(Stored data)
····················

//! Incremental stream-mode renderer.
//!
//! Output order is fixed: the shell document first, then render output and
//! settlement scripts as they become available. Settlements that happen
//! while the shell is still being collected are queued and written right
//! after it, so a settlement script never runs before the registry it
//! calls into exists. Output closes when the render completes.

use std::collections::VecDeque;
use std::pin::Pin;
use std::task::{Context, Poll};

use futures::future::{BoxFuture, FutureExt};
use futures::stream::{self, FuturesUnordered, Stream, StreamExt};
use swsr_core::{wire, ByteStream, RenderError, RenderMode, Template, TimingContext};
use swsr_data::{ChunkMap, ChunkResult};
use swsr_view::{render_to_stream, App, RenderContext, View};

use crate::shell::{Feed, ShellCollector};

type Settlement = BoxFuture<'static, (String, ChunkResult)>;

/// Renders the shell as soon as it is ready and streams the rest.
#[derive(Debug, Clone)]
pub struct StreamRenderer {
    template: Template,
}

impl StreamRenderer {
    /// Create a renderer for a template.
    pub fn new(template: Template) -> Self {
        Self { template }
    }

    /// Start a stream render.
    ///
    /// Resolves once the shell document is ready, with a body whose first
    /// item is that document. Any failure up to that point is returned
    /// here and nothing has been emitted. A failure afterwards is yielded
    /// as the body's last item.
    pub async fn render(&self, app: &dyn App, chunks: ChunkMap) -> Result<ByteStream, RenderError> {
        let cx = RenderContext::new(chunks.clone(), RenderMode::Stream);
        let view = app.render(&cx)?;
        let body = render_to_stream(View::fragment([view, View::raw(wire::STREAM_ENDING)]));

        let bootstrap = wire::stream_bootstrap(&chunks.names())?;
        let settlements = chunks
            .iter()
            .map(|(name, chunk)| {
                let name = name.to_string();
                let settled = chunk.settled();
                async move { (name, settled.await) }.boxed()
            })
            .collect();

        let mut output = RenderStream {
            body: Some(body),
            settlements,
            shell: ShellCollector::new(self.template.clone(), bootstrap),
            queued: VecDeque::new(),
            timing: TimingContext::new(),
            phase: Phase::CollectingShell,
        };

        match output.next().await {
            Some(Ok(shell)) => Ok(stream::once(async move { Ok(shell) })
                .chain(output)
                .boxed()),
            Some(Err(e)) => Err(e),
            None => Err(RenderError::ShellIncomplete),
        }
    }
}

#[derive(Debug, Clone, Copy, PartialEq, Eq)]
enum Phase {
    CollectingShell,
    ShellReady,
    Done,
}

struct RenderStream {
    body: Option<ByteStream>,
    settlements: FuturesUnordered<Settlement>,
    shell: ShellCollector,
    queued: VecDeque<String>,
    timing: TimingContext,
    phase: Phase,
}

impl RenderStream {
    fn settlement_script(&mut self, name: &str, result: &ChunkResult) -> Result<String, RenderError> {
        self.timing.mark_chunk_settled(name);
        tracing::debug!(
            chunk = name,
            ok = result.is_ok(),
            elapsed_us = self.timing.elapsed().as_micros() as u64,
            "chunk settled"
        );

        let script = match result {
            Ok(value) => wire::resolve_script(name, value)?,
            Err(error) => wire::reject_script(name, error.message())?,
        };
        Ok(script)
    }

    fn fail(&mut self, error: RenderError) -> Poll<Option<Result<Vec<u8>, RenderError>>> {
        self.phase = Phase::Done;
        self.body = None;
        Poll::Ready(Some(Err(error)))
    }

    /// Move every settlement that has already happened into the queue.
    fn drain_settled(&mut self, cx: &mut Context<'_>) -> Result<(), RenderError> {
        while let Poll::Ready(Some((name, result))) = self.settlements.poll_next_unpin(cx) {
            let script = self.settlement_script(&name, &result)?;
            self.queued.push_back(script);
        }
        Ok(())
    }

    fn poll_collecting(&mut self, cx: &mut Context<'_>) -> Poll<Option<Result<Vec<u8>, RenderError>>> {
        // Keep the data sources running while the shell renders.
        if let Err(e) = self.drain_settled(cx) {
            return self.fail(e);
        }

        let Some(body) = self.body.as_mut() else {
            return self.fail(RenderError::ShellIncomplete);
        };

        loop {
            match body.poll_next_unpin(cx) {
                Poll::Ready(Some(Ok(bytes))) => match self.shell.push(bytes) {
                    Ok(Feed::Shell(document)) => {
                        self.phase = Phase::ShellReady;
                        self.timing.mark("shell_sent");
                        tracing::debug!(
                            queued = self.queued.len(),
                            elapsed_us = self.timing.elapsed().as_micros() as u64,
                            "shell flushed"
                        );
                        return Poll::Ready(Some(Ok(document.into_bytes())));
                    }
                    Ok(Feed::Buffered | Feed::Body(_)) => continue,
                    Err(e) => return self.fail(e),
                },
                Poll::Ready(Some(Err(e))) => return self.fail(e),
                Poll::Ready(None) => {
                    let error = match self.shell.finish() {
                        Ok(()) => RenderError::ShellIncomplete,
                        Err(e) => e,
                    };
                    return self.fail(error);
                }
                Poll::Pending => return Poll::Pending,
            }
        }
    }

    /// Output ends with the render itself. Settlements that have happened
    /// by then are still written; chunks that are still pending are dropped
    /// and stay pending on the page.
    fn poll_ready(&mut self, cx: &mut Context<'_>) -> Poll<Option<Result<Vec<u8>, RenderError>>> {
        if let Some(script) = self.queued.pop_front() {
            return Poll::Ready(Some(Ok(script.into_bytes())));
        }

        if self.body.is_some() {
            if let Poll::Ready(Some((name, result))) = self.settlements.poll_next_unpin(cx) {
                return match self.settlement_script(&name, &result) {
                    Ok(script) => Poll::Ready(Some(Ok(script.into_bytes()))),
                    Err(e) => self.fail(e),
                };
            }
        }

        if let Some(body) = self.body.as_mut() {
            match body.poll_next_unpin(cx) {
                Poll::Ready(Some(Ok(bytes))) => return Poll::Ready(Some(Ok(bytes))),
                Poll::Ready(Some(Err(e))) => return self.fail(e),
                Poll::Ready(None) => {
                    self.body = None;
                    if let Err(e) = self.drain_settled(cx) {
                        return self.fail(e);
                    }
                }
                Poll::Pending => return Poll::Pending,
            }
        }

        if let Some(script) = self.queued.pop_front() {
            return Poll::Ready(Some(Ok(script.into_bytes())));
        }

        self.phase = Phase::Done;
        tracing::debug!(
            unsettled = self.settlements.len(),
            elapsed_us = self.timing.elapsed().as_micros() as u64,
            "stream render complete"
        );
        Poll::Ready(None)
    }
}

impl Stream for RenderStream {
    type Item = Result<Vec<u8>, RenderError>;

    fn poll_next(self: Pin<&mut Self>, cx: &mut Context<'_>) -> Poll<Option<Self::Item>> {
        let this = self.get_mut();
        match this.phase {
            Phase::CollectingShell => this.poll_collecting(cx),
            Phase::ShellReady => this.poll_ready(cx),
            Phase::Done => Poll::Ready(None),
        }
    }
}

#[cfg(test)]
mod tests {
    use super::*;
    use futures::channel::oneshot;
    use futures::future;
    use serde_json::json;
    use std::time::Duration;
    use swsr_core::wire::ScriptCall;
    use swsr_data::{Chunk, ChunkError};

    const TEMPLATE: &str = "<html><head><!-- __SWSR_SCRIPT_PLACEHOLDER__ --></head><body><!-- __SWSR_CONTENT_PLACEHOLDER__ --></body></html>";

    fn controlled() -> (oneshot::Sender<ChunkResult>, Chunk) {
        let (tx, rx) = oneshot::channel::<ChunkResult>();
        let chunk = Chunk::pending(async move {
            rx.await.unwrap_or_else(|_| Err(ChunkError::new("canceled")))
        });
        (tx, chunk)
    }

    fn app(cx: &RenderContext) -> Result<View, RenderError> {
        let boundaries = cx.chunks().names().into_iter().map(|name| {
            View::from(cx.use_chunk(name, |v| View::text(v.to_string())).pending("…"))
        });
        Ok(View::fragment(boundaries.collect::<Vec<_>>()))
    }

    fn renderer() -> StreamRenderer {
        StreamRenderer::new(Template::new(TEMPLATE))
    }

    async fn next_text(body: &mut ByteStream) -> String {
        let bytes = body.next().await.expect("body ended").expect("body failed");
        String::from_utf8(bytes).unwrap()
    }

    // === Shell Tests ===

    #[tokio::test]
    async fn test_shell_is_first_item() {
        let (_tx, c) = controlled();
        let chunks: ChunkMap = [("c", c)].into_iter().collect();

        let mut body = renderer().render(&app, chunks).await.unwrap();
        let shell = next_text(&mut body).await;

        assert!(shell.starts_with("<html><head><script id=\"swsr-runtime\">window.__SWSR_MODE__='stream';"));
        assert!(shell.contains("__SWSR_CREATE_CONNECTIONS__([\"c\"]);</script>"));
        assert!(shell.contains("<body><!--$?--><template id=\"B:0\"></template>…<!--/$--></body>"));
        assert!(!shell.contains(wire::STREAM_ENDING));
    }

    #[tokio::test]
    async fn test_settlement_after_shell_written_once() {
        let (tx, c) = controlled();
        let chunks: ChunkMap = [("c", c)].into_iter().collect();

        let mut body = renderer().render(&app, chunks).await.unwrap();
        let shell = next_text(&mut body).await;
        tx.send(Ok(json!({"title": "hello"}))).unwrap();

        let rest: Vec<String> = body
            .map(|item| String::from_utf8(item.unwrap()).unwrap())
            .collect()
            .await;
        let document = format!("{}{}", shell, rest.concat());

        let resolutions: Vec<_> = wire::parse_document(&document)
            .unwrap()
            .into_iter()
            .filter(|call| matches!(call, ScriptCall::Resolve { .. }))
            .collect();
        assert_eq!(
            resolutions,
            vec![ScriptCall::Resolve {
                name: "c".into(),
                value: json!({"title": "hello"})
            }]
        );
        assert!(document.contains("$RC(\"B:0\",\"S:0\")"));
    }

    #[tokio::test]
    async fn test_pre_shell_settlements_queued_behind_shell() {
        let chunks: ChunkMap = [
            ("a", Chunk::pending(async { Ok(json!(1)) })),
            ("b", Chunk::pending(async { Err(ChunkError::without_message()) })),
        ]
        .into_iter()
        .collect();

        let items: Vec<String> = renderer()
            .render(&app, chunks)
            .await
            .unwrap()
            .map(|item| String::from_utf8(item.unwrap()).unwrap())
            .collect()
            .await;

        assert!(items[0].contains(wire::CREATE_CONNECTIONS));
        let a = wire::resolve_script("a", &json!(1)).unwrap();
        let b = wire::reject_script("b", None).unwrap();
        assert_eq!(items.iter().filter(|i| **i == a).count(), 1);
        assert_eq!(items.iter().filter(|i| **i == b).count(), 1);
        assert!(items.iter().skip(1).all(|i| !i.contains(wire::CREATE_CONNECTIONS)));
    }

    #[tokio::test]
    async fn test_output_closes_with_render_not_with_unread_chunks() {
        let chunks: ChunkMap = [
            ("ready", Chunk::pending(async { Ok(json!(1)) })),
            ("hanging", Chunk::pending(future::pending::<ChunkResult>())),
        ]
        .into_iter()
        .collect();
        let page = |_: &RenderContext| -> Result<View, RenderError> { Ok(View::text("static")) };

        let body = renderer().render(&page, chunks).await.unwrap();
        let items = tokio::time::timeout(Duration::from_millis(300), body.collect::<Vec<_>>())
            .await
            .expect("output stayed open");
        let document: String = items
            .into_iter()
            .map(|item| String::from_utf8(item.unwrap()).unwrap())
            .collect();

        assert!(document.contains(&wire::resolve_script("ready", &json!(1)).unwrap()));
        assert!(!document.contains("[\"hanging\"].re"));
    }

    // === Failure Tests ===

    #[tokio::test]
    async fn test_sync_render_error_before_emission() {
        let failing = |_: &RenderContext| -> Result<View, RenderError> {
            Err(RenderError::Render("component threw".into()))
        };

        let result = renderer().render(&failing, ChunkMap::new()).await;

        assert!(matches!(result, Err(RenderError::Render(_))));
    }

    #[tokio::test]
    async fn test_shell_error_before_emission() {
        let failing = |_: &RenderContext| -> Result<View, RenderError> {
            Ok(View::lazy(|| Err(RenderError::Render("threw in shell".into()))))
        };

        let result = renderer().render(&failing, ChunkMap::new()).await;

        assert!(matches!(result, Err(RenderError::Render(_))));
    }

    #[tokio::test]
    async fn test_late_error_ends_body() {
        let (tx, c) = controlled();
        let chunks: ChunkMap = [("c", c)].into_iter().collect();
        let late = |cx: &RenderContext| -> Result<View, RenderError> {
            Ok(cx
                .use_chunk("c", |_| View::lazy(|| Err(RenderError::Render("late".into()))))
                .into())
        };

        let mut body = renderer().render(&late, chunks).await.unwrap();
        next_text(&mut body).await;
        tx.send(Ok(json!(1))).unwrap();

        let mut saw_error = false;
        while let Some(item) = body.next().await {
            if item.is_err() {
                saw_error = true;
                break;
            }
        }
        assert!(saw_error);
        assert!(body.next().await.is_none());
    }

    #[tokio::test]
    async fn test_reader_sees_streamed_value() {
        let (tx, c) = controlled();
        let chunks: ChunkMap = [("c", c.clone())].into_iter().collect();

        let body = renderer().render(&app, chunks).await.unwrap();
        tx.send(Ok(json!("X"))).unwrap();
        let _: Vec<_> = body.collect().await;

        let reader = swsr_data::ChunkReader::new(c);
        assert!(matches!(reader.read(), swsr_data::ChunkState::Ready(v) if *v == json!("X")));
    }
}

····················

EXERCISE DIRECTIONS:
Using the records above, pull out each line where the word "lazy" occurs.

ANSWER TO THIS TASK:
            Ok(View::lazy(|| Err(RenderError::Render("threw in shell".into()))))
                .use_chunk("c", |_| View::lazy(|| Err(RenderError::Render("late".into()))))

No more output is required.